Aliansi Perempuan Indonesia (API) melakukan deklarasi Manifesto Politik Perempuan Gugat Negara secara daring pada Sabtu (21/12/2024). Acara ini dihadiri oleh Septia Dwi Pertiwi dan organisasi serta komunitas perempuan dari berbagai sektor.
API menilai rezim baru Prabowo Subianto-Gibran Rakabuming Raka dalam program kerja 100 hari Asta Cita tidak menilai situasi kekerasan perempuan dalam kondisi darurat. Diskriminasi dan kekerasan perempuan yang kian hari semakin meningkat tidak jadi perhatian rezim baru hari ini.
“Rezim Prabowo-Gibran hanya melanjutkan kebijakan rezim lama Jokowi dan menganggap kekerasan yang dialami perempuan tidak penting,” ujar Mutiara Ika Pratiwi, perwakilan Perempuan Mahardika.
Kasus kriminalisasi yang dialami Septia Dwi Pratiwi adalah salah-satu contoh. Ia adalah seorang buruh perempuan yang dikriminalisasi mantan atasannya di PT Hive Five milik John LBF. Padahal, yang ia lakukan hanya berkomentar pada laman status X seseorang, mengenai pengalaman diskriminasi yang ia alami sewaktu bekerja di perusahaan tersebut.

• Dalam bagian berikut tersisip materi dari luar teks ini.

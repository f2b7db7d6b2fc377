//! One `<tr>` per area.

use super::{escape_attr, escape_html, style_value, to_absolute_url};
use crate::area::{Area, AreaKind};
use crate::config::RenderConfig;
use crate::pipeline::normalize::DEFAULT_BUTTON_LABEL;
use crate::pipeline::parse::sanitize_hex_color;
use std::fmt::Write;
use tracing::debug;

const FONT_STACK: &str = "Arial, Helvetica, sans-serif";

/// Render one area, or `None` when it has nothing to show.
pub fn render_row(area: &Area, config: &RenderConfig) -> Option<String> {
    match area.kind {
        AreaKind::Color => Some(color_row(area)),
        AreaKind::Spacer => Some(spacer_row(area)),
        AreaKind::Text => Some(text_row(area)),
        AreaKind::Button if area.content_is_url() => image_row(area, config),
        AreaKind::Button => Some(button_row(area, config)),
        AreaKind::Image | AreaKind::Slice => {
            let row = image_row(area, config);
            if row.is_none() {
                debug!("Skipping {} area {} without an image URL", area.kind, area.id);
            }
            row
        }
    }
}

fn color_row(area: &Area) -> String {
    let styles = area.styles_or_default();
    let bg = color_or(styles.background_color.as_deref(), "#f0f0f0");
    let h = area.height.max(1);
    format!(
        r#"          <tr>
            <td height="{h}" style="background-color: {bg}; height: {h}px; line-height: 1px; font-size: 1px;"></td>
          </tr>
"#
    )
}

fn spacer_row(area: &Area) -> String {
    let h = area.height.max(1);
    format!(
        r#"          <tr>
            <td height="{h}" style="height: {h}px; line-height: {h}px; font-size: 1px;">&nbsp;</td>
          </tr>
"#
    )
}

fn text_row(area: &Area) -> String {
    let styles = area.styles_or_default();
    let font_size = styles.font_size.unwrap_or(16).max(1);
    let line_height = (f64::from(font_size) * 1.5).round() as u32;
    let color = color_or(styles.color.as_deref(), "#333333");
    let align = styles.text_align.unwrap_or_default().as_str();
    let padding = styles
        .padding
        .as_deref()
        .map(style_value)
        .filter(|p| !p.is_empty())
        .unwrap_or_else(|| "10px 20px".to_string());
    let weight = styles
        .font_weight
        .as_deref()
        .map(style_value)
        .filter(|w| !w.is_empty())
        .unwrap_or_else(|| "normal".to_string());
    let content = escape_html(area.content.as_deref().unwrap_or("")).replace('\n', "<br>");

    format!(
        r#"          <tr>
            <td class="mobile-padding mobile-text" align="{align}" style="padding: {padding}; font-family: {FONT_STACK}; font-size: {font_size}px; line-height: {line_height}px; color: {color}; text-align: {align}; font-weight: {weight};">
              {content}
            </td>
          </tr>
"#
    )
}

/// Image row for `image`, resolved `slice` and image-CTA `button` areas.
fn image_row(area: &Area, config: &RenderConfig) -> Option<String> {
    let src = area.content.as_deref().map(str::trim).filter(|s| !s.is_empty())?;
    let src = escape_attr(&to_absolute_url(src, config.base_url.as_deref()));
    let (w, h) = fit_width(area.width, area.height, config.email_width);

    let img = format!(
        r#"<img src="{src}" alt="" width="{w}" height="{h}" class="mobile-full-width" style="display: block; width: 100%; max-width: {w}px; height: auto; border: 0;">"#
    );
    let link = match (area.kind, area.link.as_deref()) {
        (AreaKind::Button, link) => Some(link.unwrap_or("#")),
        (_, Some(link)) if !link.trim().is_empty() => Some(link),
        _ => None,
    };
    let inner = match link {
        Some(href) => format!(
            r#"<a href="{}" target="_blank" style="display: block;">{}</a>"#,
            escape_attr(href),
            img
        ),
        None => img,
    };

    Some(format!(
        r#"          <tr>
            <td align="center" style="padding: 0;">
              {inner}
            </td>
          </tr>
"#
    ))
}

fn button_row(area: &Area, config: &RenderConfig) -> String {
    let styles = area.styles_or_default();
    let bg = color_or(styles.background_color.as_deref(), "#007bff");
    let color = color_or(styles.color.as_deref(), "#ffffff");
    let font_size = styles.font_size.unwrap_or(16).max(1);
    let padding = styles
        .padding
        .as_deref()
        .map(style_value)
        .filter(|p| !p.is_empty())
        .unwrap_or_else(|| "12px 30px".to_string());
    let radius = styles
        .border_radius
        .as_deref()
        .map(style_value)
        .filter(|r| !r.is_empty())
        .unwrap_or_else(|| "4px".to_string());
    let label_raw = area
        .content
        .as_deref()
        .map(str::trim)
        .filter(|c| !c.is_empty())
        .unwrap_or(DEFAULT_BUTTON_LABEL);
    let label = escape_html(label_raw);
    let href = escape_attr(area.link.as_deref().filter(|l| !l.trim().is_empty()).unwrap_or("#"));

    // VML geometry: label width estimate plus horizontal padding, capped to
    // the container; height from font size plus vertical padding.
    // Style strings may come from edited area JSON; lengths are untrusted.
    let (pad_v, pad_h) = padding_px(&padding);
    let vml_h = ((f64::from(font_size) * 1.3).round() as u32).saturating_add(pad_v.saturating_mul(2));
    let text_w = (label_raw.chars().count() as f64 * f64::from(font_size) * 0.6).round() as u32;
    let vml_w = text_w
        .saturating_add(pad_h.saturating_mul(2))
        .clamp(80, config.email_width.saturating_sub(40).max(80));
    let arc = (px(&radius).unwrap_or(4).saturating_mul(100) / vml_h.max(1)).min(50);

    let mut row = String::with_capacity(1536);
    let _ = write!(
        row,
        r#"          <tr>
            <td align="center" class="mobile-padding" style="padding: 20px;">
              <!--[if mso]>
              <v:roundrect xmlns:v="urn:schemas-microsoft-com:vml" xmlns:w="urn:schemas-microsoft-com:office:word" href="{href}" style="height:{vml_h}px;v-text-anchor:middle;width:{vml_w}px;" arcsize="{arc}%" stroke="f" fillcolor="{bg}">
                <w:anchorlock/>
                <center style="color:{color};font-family:{FONT_STACK};font-size:{font_size}px;font-weight:bold;">{label}</center>
              </v:roundrect>
              <![endif]-->
              <!--[if !mso]><!-->
              <table role="presentation" border="0" cellspacing="0" cellpadding="0" align="center">
                <tr>
                  <td align="center" bgcolor="{bg}" style="border-radius: {radius}; background-color: {bg};">
                    <a href="{href}" target="_blank" class="mobile-button" style="display: inline-block; padding: {padding}; font-family: {FONT_STACK}; font-size: {font_size}px; color: {color}; text-decoration: none; font-weight: bold; border-radius: {radius};">{label}</a>
                  </td>
                </tr>
              </table>
              <!--<![endif]-->
            </td>
          </tr>
"#
    );
    row
}

// ── Helpers ──────────────────────────────────────────────────────────────

/// A validated colour, or `default`.
fn color_or(value: Option<&str>, default: &str) -> String {
    value
        .and_then(sanitize_hex_color)
        .unwrap_or_else(|| default.to_string())
}

/// Scale `(width, height)` down so the width fits `max_width`.
fn fit_width(width: u32, height: u32, max_width: u32) -> (u32, u32) {
    let (w, h) = (width.max(1), height.max(1));
    if w <= max_width {
        return (w, h);
    }
    let scaled = (f64::from(h) * f64::from(max_width) / f64::from(w)).round() as u32;
    (max_width, scaled.max(1))
}

/// Leading integer of a CSS length like `"4px"`.
fn px(s: &str) -> Option<u32> {
    let digits: String = s.trim().chars().take_while(|c| c.is_ascii_digit()).collect();
    digits.parse().ok()
}

/// Vertical and horizontal padding in pixels from a CSS shorthand.
fn padding_px(padding: &str) -> (u32, u32) {
    let parts: Vec<u32> = padding.split_whitespace().filter_map(px).collect();
    match parts.as_slice() {
        [all] => (*all, *all),
        [v, h, ..] => (*v, *h),
        [] => (12, 30),
    }
}

#[cfg(test)]
mod tests {
    use super::*;
    use crate::area::{AreaStyles, TextAlign};

    fn cfg() -> RenderConfig {
        RenderConfig::builder()
            .base_url("https://cdn.example.com/")
            .inline_css(false)
            .build()
            .unwrap()
    }

    #[test]
    fn unresolved_slice_renders_nothing() {
        let area = Area::new(AreaKind::Slice, 0, 0, 600, 200);
        assert!(render_row(&area, &cfg()).is_none());
    }

    #[test]
    fn resolved_slice_renders_scaled_image_against_base_url() {
        let area = Area::new(AreaKind::Slice, 0, 0, 1200, 400).with_content("/uploads/s1.jpg");
        let row = render_row(&area, &cfg()).unwrap();
        assert!(row.contains(r#"src="https://cdn.example.com/uploads/s1.jpg""#));
        assert!(row.contains(r#"width="600" height="200""#));
        assert!(!row.contains("<a "));
    }

    #[test]
    fn linked_image_is_wrapped_in_anchor() {
        let area = Area::new(AreaKind::Image, 0, 0, 300, 100)
            .with_content("https://img/x.png")
            .with_link("https://shop/?a=1&b=2");
        let row = render_row(&area, &cfg()).unwrap();
        assert!(row.contains(r#"<a href="https://shop/?a=1&amp;b=2""#));
        assert!(row.contains(r#"width="300" height="100""#));
    }

    #[test]
    fn text_row_escapes_and_breaks_lines() {
        let area = Area::new(AreaKind::Text, 0, 0, 600, 80)
            .with_content("Hello <you>\nsecond line")
            .with_styles(AreaStyles {
                font_size: Some(20),
                text_align: Some(TextAlign::Center),
                ..Default::default()
            });
        let row = render_row(&area, &cfg()).unwrap();
        assert!(row.contains("Hello &lt;you&gt;<br>second line"));
        assert!(row.contains("font-size: 20px"));
        assert!(row.contains("line-height: 30px"));
        assert!(row.contains("text-align: center"));
        assert!(row.contains("padding: 10px 20px"));
    }

    #[test]
    fn text_row_ignores_injected_colour() {
        let area = Area::new(AreaKind::Text, 0, 0, 600, 80).with_styles(AreaStyles {
            color: Some("red\" onload=\"x".into()),
            ..Default::default()
        });
        let row = render_row(&area, &cfg()).unwrap();
        assert!(row.contains("color: #333333"));
        assert!(!row.contains("onload"));
    }

    #[test]
    fn button_has_vml_and_html_versions() {
        let area = Area::new(AreaKind::Button, 0, 0, 600, 60)
            .with_content("Shop now")
            .with_styles(AreaStyles {
                background_color: Some("#ff6600".into()),
                color: Some("#000000".into()),
                ..Default::default()
            });
        let row = render_row(&area, &cfg()).unwrap();
        assert!(row.contains("<v:roundrect"));
        assert!(row.contains(r##"fillcolor="#ff6600""##));
        assert!(row.contains("<!--[if !mso]><!-->"));
        assert!(row.contains(r##"href="#""##));
        assert_eq!(row.matches("Shop now").count(), 2);
        assert!(row.contains("color: #000000"));
    }

    #[test]
    fn huge_button_lengths_saturate() {
        let area = Area::new(AreaKind::Button, 0, 0, 600, 60)
            .with_content("Go")
            .with_styles(AreaStyles {
                padding: Some("4000000000px 3000000000px".into()),
                border_radius: Some("4294967295px".into()),
                font_size: Some(u32::MAX),
                ..Default::default()
            });
        let row = render_row(&area, &cfg()).unwrap();
        assert!(row.contains("width:560px;"));
        assert!(row.contains(&format!("height:{}px;", u32::MAX)));
        assert!(row.contains(r#"arcsize="1%""#));
    }

    #[test]
    fn button_without_label_uses_default() {
        let area = Area::new(AreaKind::Button, 0, 0, 600, 60);
        let row = render_row(&area, &cfg()).unwrap();
        assert!(row.contains(DEFAULT_BUTTON_LABEL));
        assert!(row.contains("background-color: #007bff"));
    }

    #[test]
    fn image_button_is_linked_image() {
        let area = Area::new(AreaKind::Button, 0, 0, 300, 60)
            .with_content("/uploads/cta.jpg")
            .with_link("https://shop");
        let row = render_row(&area, &cfg()).unwrap();
        assert!(row.contains(r#"<a href="https://shop""#));
        assert!(row.contains("cta.jpg"));
        assert!(!row.contains("v:roundrect"));
    }

    #[test]
    fn color_and_spacer_rows() {
        let color = render_row(&Area::new(AreaKind::Color, 0, 0, 600, 24), &cfg()).unwrap();
        assert!(color.contains("background-color: #f0f0f0; height: 24px"));
        assert!(color.contains("font-size: 1px;\"></td>"));
        assert!(!color.contains("&nbsp;"));
        let spacer = render_row(&Area::new(AreaKind::Spacer, 0, 0, 600, 32), &cfg()).unwrap();
        assert!(spacer.contains("height: 32px; line-height: 32px"));
    }

    #[test]
    fn geometry_helpers() {
        assert_eq!(fit_width(1200, 401, 600), (600, 201));
        assert_eq!(fit_width(300, 50, 600), (300, 50));
        assert_eq!(padding_px("14px 32px"), (14, 32));
        assert_eq!(padding_px("8px"), (8, 8));
        assert_eq!(px("4px"), Some(4));
        assert_eq!(px("auto"), None);
    }
}
impl Default for RenderConfig {
    fn default() -> Self {
        Self {
            email_width: 600,
            background_color: "#ffffff".to_string(),
            base_url: None,
            lang: "en".to_string(),
            title: "Email".to_string(),
            inline_css: true,
        }
    }
}

impl RenderConfig {
    /// Create a new builder for `RenderConfig`.
    pub fn builder() -> RenderConfigBuilder {
        RenderConfigBuilder {
            config: Self::default(),
        }
    }
}

/// Builder for [`RenderConfig`].
#[derive(Debug)]
pub struct RenderConfigBuilder {
    config: RenderConfig,
}

impl RenderConfigBuilder {
    pub fn email_width(mut self, px: u32) -> Self {
        self.config.email_width = px;
        self
    }

    pub fn background_color(mut self, color: impl Into<String>) -> Self {
        self.config.background_color = color.into();
        self
    }

    pub fn base_url(mut self, url: impl Into<String>) -> Self {
        let url = url.into();
        self.config.base_url = if url.is_empty() { None } else { Some(url) };
        self
    }

    pub fn lang(mut self, lang: impl Into<String>) -> Self {
        self.config.lang = lang.into();
        self
    }

    pub fn title(mut self, title: impl Into<String>) -> Self {
        self.config.title = title.into();
        self
    }

    pub fn inline_css(mut self, v: bool) -> Self {
        self.config.inline_css = v;
        self
    }

    /// Build the configuration, validating constraints.
    pub fn build(self) -> Result<RenderConfig, Img2EmailError> {
        let c = &self.config;
        if !(200..=2000).contains(&c.email_width) {
            return Err(Img2EmailError::InvalidConfig(format!(
                "email width must be 200–2000px, got {}",
                c.email_width
            )));
        }
        if crate::pipeline::parse::sanitize_hex_color(&c.background_color).is_none() {
            return Err(Img2EmailError::InvalidConfig(format!(
                "background colour must be #rgb or #rrggbb, got '{}'",
                c.background_color
            )));
        }
        Ok(self.config)
    }
}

“Gaji di bawah UMP, pemotongan gaji tanpa alasan [jelas], tidak adanya slip gaji, tidak adanya BPJS,” ujar Septia, via Zoom.
Senada dengan itu Eca, perwakilan Arus Pelangi, menyampaikan keprihatinan dan dukungannya kepada Septia yang tengah mengalami kriminalisasi oleh mantan atasannya: John LBF.
“Hanya karena ia menyuarakan pendapatnya, tapi mendapatkan diskriminasi,” ujarnya.
Lebih lanjut, menurut Eca, hal tersebut dapat terjadi karena penyalahgunaan kekuasaan yang dilakukan John LBF.
“Karena seorang yang memiliki uang dan kekuasaan,” ujarnya.
Untuk itu, Fani perwakilan API, menyampaikan manifesto politik ini juga bertujuan memberi dukungan terhadap setiap perempuan yang mengalami diskriminasi dan kekerasan di mana pun.
“Pesan dari manifesto ini adalah perjuangan yang menyuarakan semua perempuan yang mendapat diskriminasi,” ujarnya.
Septia pun berharap, semoga ke depannya tidak ada lagi suara-suara perempuan yang disingkirkan hanya karena jenis kelaminnya. “Karena wanita itu selalu dianggap lemah. Harus nurut, tidak boleh membantah. Padahal kita berhak bersuara, memilih apa pun yang kita mau untuk hidup kita,” ujarnya.